Argentina to Receive $4.2 Billion Lithium Investment Over the Next Five Years

Argentina expects to receive $4.2 billion investments in its lithium industry over the next five years, which would help it double the production in 2023 and reach 175,000 tonnes of output in 2025.

Argentina, with its large lithium reserves, has attracted some major companies in the mining industry over the past year, including the world’s second biggest miner Rio Tinto and South Korean steelmaker Posco.

Argentina sits atop the “lithium triangle”, a region it shares with neighbors Bolivia and Chile. The region is thought to contain nearly 56% of the world’s lithium resources.

The investment means, according to Argentinian minister of productive development Kulfas, the South American nation could become the world’s third or fourth biggest lithium producer.

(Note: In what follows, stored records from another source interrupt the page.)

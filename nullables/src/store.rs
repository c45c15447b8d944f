//! Nullable stores: thread-safe in-memory state and block stores for testing.

use std::collections::BTreeMap;
use std::sync::atomic::{AtomicBool, AtomicUsize, Ordering};
use std::sync::Mutex;

use rewind_store::{validators_save_heights, BlockStore, StateStore, StoreError};
use rewind_types::{BlockMeta, ConsensusParams, Height, State, ValidatorSet};

/// An in-memory state store.
#[derive(Default)]
pub struct NullStateStore {
    state: Mutex<Option<State>>,
    validators: Mutex<BTreeMap<Height, ValidatorSet>>,
    params: Mutex<BTreeMap<Height, ConsensusParams>>,
    saves: AtomicUsize,
    fail_saves: AtomicBool,
}

impl NullStateStore {
    pub fn new() -> Self {
        Self::default()
    }

    /// Seed the latest state directly, without touching the history tables
    /// or the save counter.
    pub fn put_state(&self, state: State) {
        *self.state.lock().unwrap() = Some(state);
    }

    pub fn put_validators(&self, height: Height, set: ValidatorSet) {
        self.validators.lock().unwrap().insert(height, set);
    }

    pub fn put_consensus_params(&self, height: Height, params: ConsensusParams) {
        self.params.lock().unwrap().insert(height, params);
    }

    pub fn remove_validators(&self, height: Height) {
        self.validators.lock().unwrap().remove(&height);
    }

    pub fn remove_consensus_params(&self, height: Height) {
        self.params.lock().unwrap().remove(&height);
    }

    /// Make every subsequent `save` fail.
    pub fn fail_saves(&self) {
        self.fail_saves.store(true, Ordering::SeqCst);
    }

    /// Number of successful `save` calls.
    pub fn save_count(&self) -> usize {
        self.saves.load(Ordering::SeqCst)
    }

    /// The currently stored state, if any.
    pub fn state(&self) -> Option<State> {
        self.state.lock().unwrap().clone()
    }
}

impl StateStore for NullStateStore {
    fn load(&self) -> Result<Option<State>, StoreError> {
        Ok(self.state.lock().unwrap().clone())
    }

    fn save(&self, state: &State) -> Result<(), StoreError> {
        if self.fail_saves.load(Ordering::SeqCst) {
            return Err(StoreError::Backend("save disabled".to_string()));
        }
        {
            let mut validators = self.validators.lock().unwrap();
            for (height, set) in validators_save_heights(state) {
                validators.insert(height, set.clone());
            }
        }
        self.params
            .lock()
            .unwrap()
            .insert(state.last_block_height + 1, state.consensus_params.clone());
        *self.state.lock().unwrap() = Some(state.clone());
        self.saves.fetch_add(1, Ordering::SeqCst);
        Ok(())
    }

    fn load_validators(&self, height: Height) -> Result<ValidatorSet, StoreError> {
        self.validators
            .lock()
            .unwrap()
            .get(&height)
            .cloned()
            .ok_or_else(|| StoreError::NotFound(format!("validator set at height {height}")))
    }

    fn load_consensus_params(&self, height: Height) -> Result<ConsensusParams, StoreError> {
        self.params
            .lock()
            .unwrap()
            .get(&height)
            .cloned()
            .ok_or_else(|| StoreError::NotFound(format!("consensus params at height {height}")))
    }
}

/// An in-memory block store holding a contiguous run of block metadata.
#[derive(Default)]
pub struct NullBlockStore {
    inner: Mutex<BlockIndex>,
    deletes: AtomicUsize,
    fail_deletes: AtomicBool,
}

#[derive(Default)]
struct BlockIndex {
    base: Height,
    height: Height,
    metas: BTreeMap<Height, BlockMeta>,
}

impl NullBlockStore {
    pub fn new() -> Self {
        Self::default()
    }

    /// Append a block. It must extend the current tip unless the store is empty.
    pub fn save_block_meta(&self, meta: BlockMeta) -> Result<(), StoreError> {
        let mut index = self.inner.lock().unwrap();
        let height = meta.height();
        if index.height == 0 {
            index.base = height;
        } else if index.height.checked_add(1) != Some(height) {
            return Err(StoreError::NonContiguous {
                height: index.height,
                got: height,
            });
        }
        index.height = height;
        index.metas.insert(height, meta);
        Ok(())
    }

    /// Drop the metadata at `height` while leaving base and height as they
    /// are, simulating a hole in the index.
    pub fn forget_block_meta(&self, height: Height) -> Option<BlockMeta> {
        self.inner.lock().unwrap().metas.remove(&height)
    }

    /// Make every subsequent `delete_latest_block` fail.
    pub fn fail_deletes(&self) {
        self.fail_deletes.store(true, Ordering::SeqCst);
    }

    /// Number of successful `delete_latest_block` calls.
    pub fn delete_count(&self) -> usize {
        self.deletes.load(Ordering::SeqCst)
    }
}

impl BlockStore for NullBlockStore {
    fn base(&self) -> Result<Height, StoreError> {
        Ok(self.inner.lock().unwrap().base)
    }

    fn height(&self) -> Result<Height, StoreError> {
        Ok(self.inner.lock().unwrap().height)
    }

    fn load_block_meta(&self, height: Height) -> Result<Option<BlockMeta>, StoreError> {
        Ok(self.inner.lock().unwrap().metas.get(&height).cloned())
    }

    fn delete_latest_block(&self) -> Result<(), StoreError> {
        if self.fail_deletes.load(Ordering::SeqCst) {
            return Err(StoreError::Backend("delete disabled".to_string()));
        }
        let mut index = self.inner.lock().unwrap();
        if index.height == 0 {
            return Err(StoreError::Empty);
        }
        let tip = index.height;
        index.metas.remove(&tip);
        if tip == index.base {
            index.base = 0;
            index.height = 0;
        } else {
            index.height = tip - 1;
        }
        self.deletes.fetch_add(1, Ordering::SeqCst);
        Ok(())
    }
}
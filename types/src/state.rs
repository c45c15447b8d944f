//! The consensus state snapshot persisted by the state store.

use serde::{Deserialize, Serialize};

use crate::{BlockId, ConsensusParams, Height, HexBytes, Timestamp, ValidatorSet};

/// Version of the block protocol this software speaks.
pub const BLOCK_PROTOCOL: u64 = 11;

/// Protocol versions carried in headers.
#[derive(Clone, Debug, Default, PartialEq, Eq, Hash, Serialize, Deserialize)]
pub struct ConsensusVersion {
    pub block: u64,
    pub app: u64,
}

/// Software and protocol versions recorded in the state.
#[derive(Clone, Debug, Default, PartialEq, Eq, Serialize, Deserialize)]
pub struct Version {
    pub consensus: ConsensusVersion,
    pub software: String,
}

/// The consensus-relevant state after executing the block at
/// `last_block_height`.
///
/// `chain_id` and `initial_height` never change after genesis. Both
/// `last_height_validators_changed` and `last_height_consensus_params_changed`
/// are at most `last_block_height + 1`.
#[derive(Clone, Debug, Default, PartialEq, Eq, Serialize, Deserialize)]
pub struct State {
    pub version: Version,

    // immutable
    pub chain_id: String,
    pub initial_height: Height,

    pub last_block_height: Height,
    pub last_block_id: BlockId,
    pub last_block_time: Timestamp,

    /// Validators for the next block.
    pub next_validators: ValidatorSet,
    /// Validators for the current block.
    pub validators: ValidatorSet,
    /// Validators that committed the last block.
    pub last_validators: ValidatorSet,
    pub last_height_validators_changed: Height,

    pub consensus_params: ConsensusParams,
    pub last_height_consensus_params_changed: Height,

    /// Merkle root of the results of the transactions in the last block.
    pub last_results_hash: HexBytes,
    /// Application state root after executing the last block.
    pub app_hash: HexBytes,
}

impl State {
    /// Whether the state was never initialised from genesis.
    pub fn is_empty(&self) -> bool {
        self.validators.is_empty()
    }
}

#[cfg(test)]
mod tests {
    use super::*;
    use crate::{PublicKey, Validator};

    #[test]
    fn default_state_is_empty() {
        assert!(State::default().is_empty());
    }

    #[test]
    fn state_with_validators_is_not_empty() {
        let state = State {
            validators: ValidatorSet::new(vec![Validator {
                address: HexBytes::new(vec![1; 20]),
                pub_key: PublicKey([1; 32]),
                voting_power: 10,
                proposer_priority: 0,
            }]),
            ..State::default()
        };
        assert!(!state.is_empty());
    }
}
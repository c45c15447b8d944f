//! Last-sign-state: the double-signing checkpoint.

use std::path::{Path, PathBuf};

use rewind_types::{Height, HexBytes};
use serde::{Deserialize, Serialize};

use crate::encoding::{hex_bytes, hex_bytes_opt};
use crate::file_pv::{read_json, write_json_atomic};
use crate::PrivvalError;

/// Consensus step a signature was produced at.
#[derive(Clone, Copy, Debug, Default, PartialEq, Eq, PartialOrd, Ord, Serialize, Deserialize)]
#[serde(try_from = "u8", into = "u8")]
pub enum SignStep {
    #[default]
    None,
    Propose,
    Prevote,
    Precommit,
}

impl TryFrom<u8> for SignStep {
    type Error = PrivvalError;

    fn try_from(value: u8) -> Result<Self, Self::Error> {
        match value {
            0 => Ok(Self::None),
            1 => Ok(Self::Propose),
            2 => Ok(Self::Prevote),
            3 => Ok(Self::Precommit),
            other => Err(PrivvalError::InvalidStep(other)),
        }
    }
}

impl From<SignStep> for u8 {
    fn from(step: SignStep) -> Self {
        step as u8
    }
}

/// The last height/round/step this validator signed.
#[derive(Clone, Debug, PartialEq, Eq, Serialize, Deserialize)]
pub struct LastSignState {
    pub height: Height,
    pub round: i32,
    pub step: SignStep,
    #[serde(default, with = "hex_bytes_opt")]
    pub signature: Option<HexBytes>,
    #[serde(default, with = "hex_bytes")]
    pub signbytes: HexBytes,

    #[serde(skip)]
    path: PathBuf,
}

impl LastSignState {
    /// A fresh checkpoint that has signed nothing.
    pub fn new(path: impl Into<PathBuf>) -> Self {
        Self {
            height: 0,
            round: 0,
            step: SignStep::None,
            signature: None,
            signbytes: HexBytes::empty(),
            path: path.into(),
        }
    }

    pub fn load(path: &Path) -> Result<Self, PrivvalError> {
        let mut state: Self = read_json(path)?;
        state.path = path.to_path_buf();
        Ok(state)
    }

    pub fn save(&self) -> Result<(), PrivvalError> {
        write_json_atomic(&self.path, self)
    }

    pub fn path(&self) -> &Path {
        &self.path
    }

    /// Whether anything was ever signed.
    pub fn is_zero(&self) -> bool {
        self.height == 0
            && self.round == 0
            && self.step == SignStep::None
            && self.signature.is_none()
            && self.signbytes.is_empty()
    }

    /// Clear the checkpoint in memory.
    pub fn clear(&mut self) {
        self.height = 0;
        self.round = 0;
        self.step = SignStep::None;
        self.signature = None;
        self.signbytes = HexBytes::empty();
    }
}
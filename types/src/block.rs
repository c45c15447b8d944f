//! Block identity and header metadata as kept by the block store.

use serde::{Deserialize, Serialize};

use crate::{ConsensusVersion, Height, HexBytes, Timestamp};

/// Header of the part set a block was gossiped as.
#[derive(Clone, Debug, Default, PartialEq, Eq, Hash, Serialize, Deserialize)]
pub struct PartSetHeader {
    pub total: u32,
    pub hash: HexBytes,
}

/// Identifies a block by its header hash and part set header.
#[derive(Clone, Debug, Default, PartialEq, Eq, Hash, Serialize, Deserialize)]
pub struct BlockId {
    pub hash: HexBytes,
    pub part_set_header: PartSetHeader,
}

impl BlockId {
    /// Whether this is the zero block id used before the first block.
    pub fn is_zero(&self) -> bool {
        self.hash.is_empty() && self.part_set_header == PartSetHeader::default()
    }
}

/// A block header.
///
/// Execution is deferred by one block: `app_hash` and `last_results_hash`
/// describe the state after executing the block at `height - 1`.
#[derive(Clone, Debug, Default, PartialEq, Eq, Serialize, Deserialize)]
pub struct Header {
    pub version: ConsensusVersion,
    pub chain_id: String,
    pub height: Height,
    pub time: Timestamp,
    pub last_block_id: BlockId,
    pub last_commit_hash: HexBytes,
    pub data_hash: HexBytes,
    pub validators_hash: HexBytes,
    pub next_validators_hash: HexBytes,
    pub consensus_hash: HexBytes,
    pub app_hash: HexBytes,
    pub last_results_hash: HexBytes,
    pub evidence_hash: HexBytes,
    pub proposer_address: HexBytes,
}

/// Header and identity of one committed block.
#[derive(Clone, Debug, Default, PartialEq, Eq, Serialize, Deserialize)]
pub struct BlockMeta {
    pub block_id: BlockId,
    pub block_size: u64,
    pub header: Header,
    pub num_txs: u64,
}

impl BlockMeta {
    pub fn height(&self) -> Height {
        self.header.height
    }
}
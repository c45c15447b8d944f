use rewind_store::StoreError;
use thiserror::Error;

#[derive(Debug, Error)]
pub enum LmdbError {
    #[error("LMDB error: {0}")]
    Heed(#[from] heed::Error),

    #[error("I/O error: {0}")]
    Io(#[from] std::io::Error),

    #[error("key not found: {0}")]
    NotFound(String),

    #[error("serialization error: {0}")]
    Serialization(String),

    #[error("schema version {found} is not supported (expected {expected})")]
    SchemaMismatch { found: u32, expected: u32 },
}

impl From<LmdbError> for StoreError {
    fn from(e: LmdbError) -> Self {
        match e {
            LmdbError::NotFound(what) => StoreError::NotFound(what),
            LmdbError::Serialization(msg) => StoreError::Serialization(msg),
            LmdbError::SchemaMismatch { .. } => StoreError::Corruption(e.to_string()),
            LmdbError::Heed(_) | LmdbError::Io(_) => StoreError::Backend(e.to_string()),
        }
    }
}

Kulfas said the investment would be crucial to build the necessary infrastructure and improve efficiency. He also underlined the need for sound policies that help attract more investment without neglecting the environment.

Argentina produced 33,000 tonnes of lithium in 2020 and estimates that it will reach 50,000 tonnes of the battery metal this year.

Argentina’s northern provinces are emerging as a hub for greenfield lithium projects, attracting both large and small companies.

The nations’ lithium portfolio includes 23 projects in different stages of development, including the under construction Cauchari-Olaroz mine owned by China’s Ganfeng Lithium and Lithium Americas. The project is expected to become Argentina’s top producer with 40,000 tonnes of lithium carbonate equivalent (LCE) a year, starting in second half of 2022.

There are currently two lithium mines in the country that are in production, operated by Australia’s Orocobre and US mining company Livent Corp, which have supply ties with Toyota and BMW respectively.

Rio Tinto also prepares to start operations in Argentina as it completed in March the acquisition of the Rincon project in Salta, which holds reserves of almost 2 million tonnes of contained LCE, sufficient for a 40 year mine life.

Posco also pledged to invest $4 billion in a project at a salt flat called Salar del Hombre Muerto, located on the border between the Salta and Catamarca provinces.

Australia’s Lake Resources is another company present in the area, with the Kachi lithium project. It is expected to initially produce 50,000 tonnes per annum from 2024. Ford has recently made a bet on the project to buy 25,000 tonnes of the battery metal annually.